- Born: 3 April 1858
- Died: 3 May 1932 (aged 74)
- Allegiance: United Kingdom
- Branch: British Army
- Rank: Major-General
- Commands: Surgeon-General Royal Army Medical College
- Conflicts: North-West Frontier Second Boer War First World War
- Awards: Companion of the Order of the Bath Companion of the Order of St Michael and St George Member of the Royal Victorian Order Officer of the Venerable Order of Saint John

= Bruce Skinner =

Major-General Bruce Morland Skinner, (3 April 1858 - 3 May 1932) was a British Army officer and surgeon who served as Surgeon-General during the First World War.

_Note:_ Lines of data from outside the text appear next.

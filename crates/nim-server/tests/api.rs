//! Gateway routes against the simulated bench.

use axum::body::Body;
use axum::http::{Request, StatusCode};
use axum::Router;
use nim_core::Family;
use nim_server::{router, AppState};
use nim_session::{ManagerConfig, SessionManager, SimulatedBench};
use serde_json::{json, Value};
use std::sync::Arc;
use tower::ServiceExt;

fn gateway(bench: SimulatedBench) -> Router {
    let bench = Arc::new(bench);
    let mut config = ManagerConfig::default();
    config.session.drain_ms = 1;
    config.session.shutdown_grace_ms = 100;
    let manager = SessionManager::new(config, bench.clone());
    router(AppState::new(manager, bench))
}

async fn call(app: &Router, method: &str, uri: &str, body: Option<Value>) -> (StatusCode, Value) {
    let request = Request::builder().method(method).uri(uri);
    let request = match body {
        Some(body) => request
            .header("content-type", "application/json")
            .body(Body::from(body.to_string()))
            .unwrap(),
        None => request.body(Body::empty()).unwrap(),
    };
    let response = app.clone().oneshot(request).await.unwrap();
    let status = response.status();
    let bytes = axum::body::to_bytes(response.into_body(), usize::MAX).await.unwrap();
    let value = if bytes.is_empty() {
        Value::Null
    } else {
        serde_json::from_slice(&bytes).unwrap()
    };
    (status, value)
}

#[tokio::test]
async fn health_and_ports() {
    let app = gateway(SimulatedBench::new(1, 1));

    let (status, body) = call(&app, "GET", "/health", None).await;
    assert_eq!(status, StatusCode::OK);
    assert_eq!(body, json!({"status": "ok", "devices": 0}));

    let (status, body) = call(&app, "GET", "/api/ports", None).await;
    assert_eq!(status, StatusCode::OK);
    assert_eq!(
        body,
        json!([
            {"endpoint": "SIM-MSCF16-1", "description": "Simulated MSCF-16"},
            {"endpoint": "SIM-MHV4-1", "description": "Simulated MHV-4"},
        ])
    );
}

#[tokio::test]
async fn com3_session_over_http() {
    let app = gateway(SimulatedBench::with_ports(vec![("COM3".into(), Family::Mscf16)]));

    let (status, body) = call(
        &app,
        "POST",
        "/api/connect",
        Some(json!({"port": "COM3", "family": "mscf16"})),
    )
    .await;
    assert_eq!(status, StatusCode::OK);
    assert_eq!(body["success"], json!(true));
    assert_eq!(body["device_id"], json!("COM3"));

    let (status, body) = call(
        &app,
        "POST",
        "/api/command/COM3",
        Some(json!({"command": "get_version", "params": {}})),
    )
    .await;
    assert_eq!(status, StatusCode::OK);
    assert_eq!(body["success"], json!(true));
    let updates = body["result"]["updates"].as_array().unwrap();
    assert!(updates.contains(&json!({"type": "version", "value": "5.3"})));

    let (status, body) = call(
        &app,
        "POST",
        "/api/command/COM3",
        Some(json!({"command": "set_threshold", "params": {"channel": 5, "value": 300}})),
    )
    .await;
    assert_eq!(status, StatusCode::BAD_REQUEST);
    assert_eq!(body, json!({"success": false, "error": "value out of range 0-255"}));

    let (status, body) = call(
        &app,
        "POST",
        "/api/command/COM3",
        Some(json!({"command": "set_threshold", "params": {"channel": 5, "value": 200}})),
    )
    .await;
    assert_eq!(status, StatusCode::OK);
    assert_eq!(
        body["result"]["updates"],
        json!([{"type": "threshold", "channel": 5, "value": 200}])
    );

    let (status, body) = call(&app, "GET", "/api/devices/COM3", None).await;
    assert_eq!(status, StatusCode::OK);
    assert_eq!(body["family"], json!("mscf16"));
    assert!(body["values"]
        .as_array()
        .unwrap()
        .contains(&json!({"type": "threshold", "channel": 5, "value": 200})));

    let (status, body) = call(&app, "POST", "/api/disconnect/COM3", None).await;
    assert_eq!(status, StatusCode::OK);
    assert_eq!(body["success"], json!(true));

    let (status, body) = call(&app, "POST", "/api/disconnect/COM3", None).await;
    assert_eq!(status, StatusCode::NOT_FOUND);
    assert_eq!(body["success"], json!(false));
}

#[tokio::test]
async fn conflicts_and_unknown_devices() {
    let app = gateway(SimulatedBench::new(1, 0));
    let connect = json!({"port": "SIM-MSCF16-1"});

    let (status, _) = call(&app, "POST", "/api/connect", Some(connect.clone())).await;
    assert_eq!(status, StatusCode::OK);
    let (status, body) = call(&app, "POST", "/api/connect", Some(connect)).await;
    assert_eq!(status, StatusCode::CONFLICT);
    assert_eq!(body["error"], json!("Device already connected: SIM-MSCF16-1"));

    let (status, body) = call(&app, "GET", "/api/devices", None).await;
    assert_eq!(status, StatusCode::OK);
    assert_eq!(body.as_array().unwrap().len(), 1);
    assert_eq!(body[0]["device_id"], json!("SIM-MSCF16-1"));
    assert_eq!(body[0]["telemetry"], json!(false));

    let (status, _) = call(
        &app,
        "POST",
        "/api/command/nope",
        Some(json!({"command": "get_version"})),
    )
    .await;
    assert_eq!(status, StatusCode::NOT_FOUND);

    let (status, body) = call(
        &app,
        "POST",
        "/api/command/SIM-MSCF16-1",
        Some(json!({"command": "frobnicate", "params": {}})),
    )
    .await;
    assert_eq!(status, StatusCode::BAD_REQUEST);
    assert_eq!(body["success"], json!(false));

    let (status, _) = call(&app, "GET", "/api/devices/nope", None).await;
    assert_eq!(status, StatusCode::NOT_FOUND);
}

#[tokio::test]
async fn connect_errors() {
    let app = gateway(SimulatedBench::new(1, 0));

    let (status, body) = call(&app, "POST", "/api/connect", Some(json!({"port": ""}))).await;
    assert_eq!(status, StatusCode::BAD_REQUEST);
    assert_eq!(body["error"], json!("port is required"));

    let (status, _) = call(
        &app,
        "POST",
        "/api/connect",
        Some(json!({"port": "SIM-MSCF16-1", "baud_rate": 300})),
    )
    .await;
    assert_eq!(status, StatusCode::BAD_REQUEST);

    let (status, body) = call(&app, "POST", "/api/connect", Some(json!({"port": "COM9"}))).await;
    assert_eq!(status, StatusCode::SERVICE_UNAVAILABLE);
    assert_eq!(body["success"], json!(false));
}

#[tokio::test]
async fn mhv4_voltage_round_trip() {
    let app = gateway(SimulatedBench::new(0, 1));
    let (status, _) = call(
        &app,
        "POST",
        "/api/connect",
        Some(json!({"port": "SIM-MHV4-1", "family": "MHV-4", "device_id": "hv"})),
    )
    .await;
    assert_eq!(status, StatusCode::OK);

    let (status, _) = call(
        &app,
        "POST",
        "/api/command/hv",
        Some(json!({"command": "set_voltage", "params": {"channel": 1, "voltage": 250}})),
    )
    .await;
    assert_eq!(status, StatusCode::OK);

    let (status, body) = call(
        &app,
        "POST",
        "/api/command/hv",
        Some(json!({"command": "read_voltage_preset", "params": {"channel": 1}})),
    )
    .await;
    assert_eq!(status, StatusCode::OK);
    assert_eq!(
        body["result"]["updates"],
        json!([{"type": "voltage_preset", "channel": 1, "value": 250.0}])
    );

    let (status, body) = call(
        &app,
        "POST",
        "/api/command/hv",
        Some(json!({"command": "set_voltage", "params": {"channel": 4, "voltage": 10}})),
    )
    .await;
    assert_eq!(status, StatusCode::BAD_REQUEST);
    assert_eq!(body["error"], json!("channel out of range 0-3"));

    let (status, _) = call(&app, "POST", "/api/disconnect/hv", None).await;
    assert_eq!(status, StatusCode::OK);
}

#[tokio::test]
async fn malformed_bodies_use_the_error_envelope() {
    let app = gateway(SimulatedBench::new(1, 0));

    for (uri, raw) in [
        ("/api/connect", "{\"port\": "),
        ("/api/connect", "{\"baud_rate\": 9600}"),
        ("/api/command/SIM-MSCF16-1", "not json"),
    ] {
        let request = Request::builder()
            .method("POST")
            .uri(uri)
            .header("content-type", "application/json")
            .body(Body::from(raw))
            .unwrap();
        let response = app.clone().oneshot(request).await.unwrap();
        assert_eq!(response.status(), StatusCode::BAD_REQUEST, "{uri} {raw}");
        let bytes = axum::body::to_bytes(response.into_body(), usize::MAX).await.unwrap();
        let body: Value = serde_json::from_slice(&bytes).unwrap();
        assert_eq!(body["success"], json!(false));
        assert!(body["error"]
            .as_str()
            .unwrap()
            .starts_with("invalid request body"));
    }
}
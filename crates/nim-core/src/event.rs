//! Server-to-client events.
//!
//! Events serialize as `{"event": "<name>", "data": {...}}` so one WebSocket text frame
//! carries exactly one event.

use crate::params::ParamUpdate;
use crate::DeviceId;
use serde::Serialize;
use std::collections::BTreeMap;

/// Live values from one telemetry tick, keyed `voltage_<ch>` / `current_<ch>`.
pub type Readings = BTreeMap<String, f64>;

/// Typed event union delivered to observers.
#[derive(Debug, Clone, PartialEq, Serialize)]
#[serde(tag = "event", content = "data", rename_all = "snake_case")]
pub enum DeviceEvent {
    /// Greeting, sent once when an observer's connection is established.
    Connected {
        /// Human readable greeting.
        message: String,
    },
    /// One cached parameter value.
    InitialValues {
        /// Device the value belongs to.
        device_id: DeviceId,
        /// Parameter key and value, flattened into the payload.
        #[serde(flatten)]
        update: ParamUpdate,
    },
    /// Periodic telemetry.
    ReadingsUpdate {
        /// Device the readings belong to.
        device_id: DeviceId,
        /// Voltage (V) and current (µA) per channel.
        readings: Readings,
    },
    /// Terminal event for a session.
    DeviceDisconnected {
        /// Device that went away.
        device_id: DeviceId,
    },
}

impl DeviceEvent {
    /// Greeting sent on every new event-channel connection.
    pub fn greeting() -> Self {
        DeviceEvent::Connected {
            message: "Connected to server".to_string(),
        }
    }

    /// Device the event refers to, if any.
    pub fn device_id(&self) -> Option<&str> {
        match self {
            DeviceEvent::Connected { .. } => None,
            DeviceEvent::InitialValues { device_id, .. }
            | DeviceEvent::ReadingsUpdate { device_id, .. }
            | DeviceEvent::DeviceDisconnected { device_id } => Some(device_id),
        }
    }

    /// Event name as sent on the wire.
    pub fn name(&self) -> &'static str {
        match self {
            DeviceEvent::Connected { .. } => "connected",
            DeviceEvent::InitialValues { .. } => "initial_values",
            DeviceEvent::ReadingsUpdate { .. } => "readings_update",
            DeviceEvent::DeviceDisconnected { .. } => "device_disconnected",
        }
    }
}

Skinner was the eldest son of Charles Bruce Skinner and Harriette Catherine Tudor. He was educated at Bloxham School and the Royal Army Medical College before commissioning into the British Army as a medical officer in the Royal Army Medical Corps. He first saw active service on the North-West Frontier expedition of 1887 to 1888. He was deployed to South Africa during the Second Boer War between 1899 and 1902, was promoted to lieutenant-colonel on 29 July 1902, and was made a Member of the Royal Victorian Order (MVO) in 1906. Skinner served as Honorary Surgeon to the Viceroy of India in 1910 and was Senior Medical officer in Rawalpindi. He was subsequently Commandant of the Royal Army Medical College. He served in the First World War and was made a Companion of the Order of St Michael and St George on 14 January 1916. He became Temporary Surgeon-General on 1 November 1916 while working as the Director of Medical Services. He was invested as an Officer of the Venerable Order of Saint John on 25 October 1927.

He married Monica, the daughter of Henry Whitehouse of the Madras Civil Service. They had three sons and a daughter.